3日間が過ぎ、更に念のための日程を過ぎて、エメラルドから青い円盤装置が外された。

入院してから、既に1週間ほど経っている。バーサーク毒は、想像以上に身体に疲労を与えていた。 最初のうちは入浴しただけでもグッタリと疲れ果て、夜は夢も見ない程に深く寝入ったものであったが、 食事が通常の物になって来ると同時に筋肉量も回復して来たのか、重量のある長持も動かせるようになって来た。

女性スタッフと共に往診に来た《地》のウラニア女医は、エメラルドの2度目の精密検査の結果を一通りチェックし、いつものように、いかめしい表情を向けて来た。

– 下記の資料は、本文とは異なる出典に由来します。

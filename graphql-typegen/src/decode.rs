//! Strict decoding of response data against resolved metadata.
//!
//! The decoder needs no schema: everything it checks (shapes, nullability,
//! enum values, the polymorphic discriminator) is embedded in the
//! [`ResolvedOperation`] the generator produced. The first violation aborts
//! the decode with the path it was found at.

use indexmap::IndexMap;
use serde_json_bytes::Value;

use crate::error::DecodeError;
use crate::field_type::FieldType;
use crate::json_ext::Object;
use crate::json_ext::Path;
use crate::json_ext::PathElement;
use crate::json_ext::ValueExt;
use crate::resolver::ResolvedField;
use crate::resolver::ResolvedOperation;
use crate::resolver::ResolvedSelectionSet;
use crate::resolver::Shape;
use crate::TYPENAME;

/// Decode the `data` value of a response against an operation.
///
/// Returns the response reduced to the selected keys, in selection order,
/// with every branch dispatched on `__typename`. Keys the selection does not
/// name are dropped.
pub fn decode_response(
    operation: &ResolvedOperation,
    data: &Value,
) -> Result<Value, DecodeError> {
    let mut decoder = Decoder::default();
    decoder.decode_set(&operation.selection_set, data)
}

/// Decode a value against a single resolved selection set, for callers that
/// hold fragment-level metadata.
pub fn decode_selection_set(
    selection_set: &ResolvedSelectionSet,
    data: &Value,
) -> Result<Value, DecodeError> {
    let mut decoder = Decoder::default();
    decoder.decode_set(selection_set, data)
}

#[derive(Default)]
struct Decoder {
    path: Path,
}

impl Decoder {
    fn decode_set(
        &mut self,
        set: &ResolvedSelectionSet,
        value: &Value,
    ) -> Result<Value, DecodeError> {
        let Some(object) = value.as_object() else {
            return Err(self.mismatch("object"));
        };
        match &set.shape {
            Shape::Fields { fields } => self.decode_fields(fields.values(), object),
            Shape::Polymorphic { common, branches } => {
                let typename = object
                    .get(TYPENAME)
                    .and_then(Value::as_str)
                    .ok_or_else(|| DecodeError::MissingTypename {
                        path: self.path.clone(),
                    })?;
                // unmatched concrete types decode with the common shape alone
                let mut merged: IndexMap<&str, &ResolvedField> = common
                    .iter()
                    .map(|(key, field)| (key.as_str(), field))
                    .collect();
                if let Some(branch) = branches.get(typename) {
                    for (key, field) in branch {
                        merged.insert(key.as_str(), field);
                    }
                }
                self.decode_fields(merged.into_values(), object)
            }
        }
    }

    fn decode_fields<'f>(
        &mut self,
        fields: impl Iterator<Item = &'f ResolvedField>,
        object: &Object,
    ) -> Result<Value, DecodeError> {
        let mut output = Object::default();
        for field in fields {
            let Some(value) = object.get(field.response_key.as_str()) else {
                if field.conditional {
                    continue;
                }
                return Err(DecodeError::MissingKey {
                    key: field.response_key.clone(),
                    path: self.path.clone(),
                });
            };
            self.path.push(PathElement::Key(field.response_key.clone()));
            let decoded = self.decode_value(&field.field_type, field, value)?;
            self.path.pop();
            output.insert(field.response_key.as_str(), decoded);
        }
        Ok(Value::Object(output))
    }

    fn decode_value(
        &mut self,
        ty: &FieldType,
        field: &ResolvedField,
        value: &Value,
    ) -> Result<Value, DecodeError> {
        match ty {
            FieldType::NonNull(inner) => {
                if value.is_null() {
                    Err(DecodeError::NullForNonNull {
                        ty: field.field_type.to_string(),
                        path: self.path.clone(),
                    })
                } else {
                    self.decode_value(inner, field, value)
                }
            }
            FieldType::List(inner) => match value {
                Value::Null => Ok(Value::Null),
                Value::Array(items) => {
                    let mut output = Vec::with_capacity(items.len());
                    for (index, item) in items.iter().enumerate() {
                        self.path.push(PathElement::Index(index));
                        output.push(self.decode_value(inner, field, item)?);
                        self.path.pop();
                    }
                    Ok(Value::Array(output))
                }
                _ => Err(self.mismatch("array")),
            },
            FieldType::String => match value {
                Value::Null | Value::String(_) => Ok(value.clone()),
                _ => Err(self.mismatch("string")),
            },
            // servers commonly serialize IDs as either strings or integers
            FieldType::Id => match value {
                Value::Null | Value::String(_) => Ok(value.clone()),
                _ if value.is_valid_int_input() => Ok(value.clone()),
                _ => Err(self.mismatch("id")),
            },
            FieldType::Int => {
                if value.is_null() || value.is_valid_int_input() {
                    Ok(value.clone())
                } else {
                    Err(self.mismatch("integer"))
                }
            }
            FieldType::Float => {
                if value.is_null() || value.is_valid_float_input() {
                    Ok(value.clone())
                } else {
                    Err(self.mismatch("float"))
                }
            }
            FieldType::Boolean => match value {
                Value::Null | Value::Bool(_) => Ok(value.clone()),
                _ => Err(self.mismatch("boolean")),
            },
            FieldType::Named(name) => {
                if value.is_null() {
                    return Ok(Value::Null);
                }
                if let Some(selection_set) = &field.selection_set {
                    return self.decode_set(selection_set, value);
                }
                if let Some(values) = &field.enum_values {
                    let Some(text) = value.as_str() else {
                        return Err(self.mismatch("string"));
                    };
                    if !values.iter().any(|v| v == text) {
                        return Err(DecodeError::UnknownEnumValue {
                            ty: name.clone(),
                            value: text.to_string(),
                            path: self.path.clone(),
                        });
                    }
                    return Ok(value.clone());
                }
                // custom scalar, passed through untouched
                Ok(value.clone())
            }
        }
    }

    fn mismatch(&self, expected: &str) -> DecodeError {
        DecodeError::ShapeMismatch {
            expected: expected.to_string(),
            path: self.path.clone(),
        }
    }
}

エメラルドは、ウラニア女医の表情の変化については何となくパターンを承知し始めていた物の、やはり、その一瞬は思わずギョッとした物であった。

「エメラルド隊士、結論としては、意外に被害が少なかったと言えそうですよ。前回の検査結果を踏まえて今回の検査結果を見る限りでは、バーサーク化のリスクは抑え込めましたから、 新たなリスク要因が増えない限りは、恐らく大丈夫でしょう。傷の塞がり具合も良好ですし、近場を歩き回る程度であれば、許容範囲ですね」

ウラニア女医はテキパキと必要事項を告げると、やはり、いつものようにエメラルドの個室を速やかに出て行った。

後を任された女性スタッフ――もはや顔なじみと言って良い、いつもの食事係――が、「良かったですね」と言いながら、青い円盤装置を運搬ボックスの中に箱詰めした。 箱詰めが終わると、女性スタッフはベルトに下げていた半透明のプレートを取り出し、内容を確かめつつ説明を始めた。

「今後は、退院までの間、私が治療師(ヒーラー)と食事係を務めますので、宜しくお願いしますね。まず最初にですね、次の『バーサーク危険日』が1ヶ月も経たずに来る事が分かってます」

エメラルドは思わず息を呑んだ。

「すごく間が詰まっているような気がするけど。前は3ヶ月とか半年ぐらいのペースだったのでは?」

「ええ、当たり年っていうか、当たり月っぽい感じですよね」

女性スタッフは、困ったように眉根を寄せて微笑んだ。

「ウラニア女医の見立てでは、エメラルド隊士の《宿命図》の状況が、その時までに安定するかどうかというのが分からないので、念のため拘束具を用意するとの事です。 残留してしまった分のバーサーク毒が、新しい星々の相として、1ヶ月くらいで《宿命図》に定着するんですけど、エメラルド隊士の《宿命図》は、まだグラグラしてますから」

エメラルドは少しの間、首を傾げた。

「よく分からないけど《宿命図》ってグラグラしたりする物なの?」

「えぇまぁ、この青い円盤装置の副作用ですね。《宿命図》エーテル循環を限界近くまで加速してますから。バーサーク毒を急速排出できる代わりに、《宿命図》をえらい勢いで揺さぶってしまうんですよ」

「考えてみると、納得できるような気がするかも……」

エメラルドは武官としての訓練コースの一環で、流れの早い川に飛び込んで、その水の流れに翻弄された事を思い出した。 あの時も、目が回ったり、身体の感覚が落ち着かなかったりして、川から上がった後も暫くの間、他の訓練仲間と共に、地面にへたり込んでいた物だ。

「ウラニア女医の今回の見立ては、後ほど神殿隊士の部門に報告しますので、退院直後の任務は、前線では無い何処かという事になると思います。後日、辞令が届くと思いますけど」

女性スタッフは説明を終えると、満面の笑みを浮かべ、半透明のプレートに挟み込んでいた封書を取り出した。

「エメラルド隊士宛ての封書です。これは、ボーナス入ってますね!」

エメラルドは封書を受け取り、早速開封した。

女性スタッフの予想通り、バーサーク竜を取り押さえた件に関する褒賞金が書面に記されていた。今回の対象が母子だった事もあり、少し上乗せされた金額となっている。 書面の中央にエメラルドの魔法署名で有効になる金融魔法陣がセットされてあり、これを動かして金額情報を魔法の杖に移行すれば、受け取りは完了だ。 確かに授受が成立した事を保証する立会人は、女性スタッフである。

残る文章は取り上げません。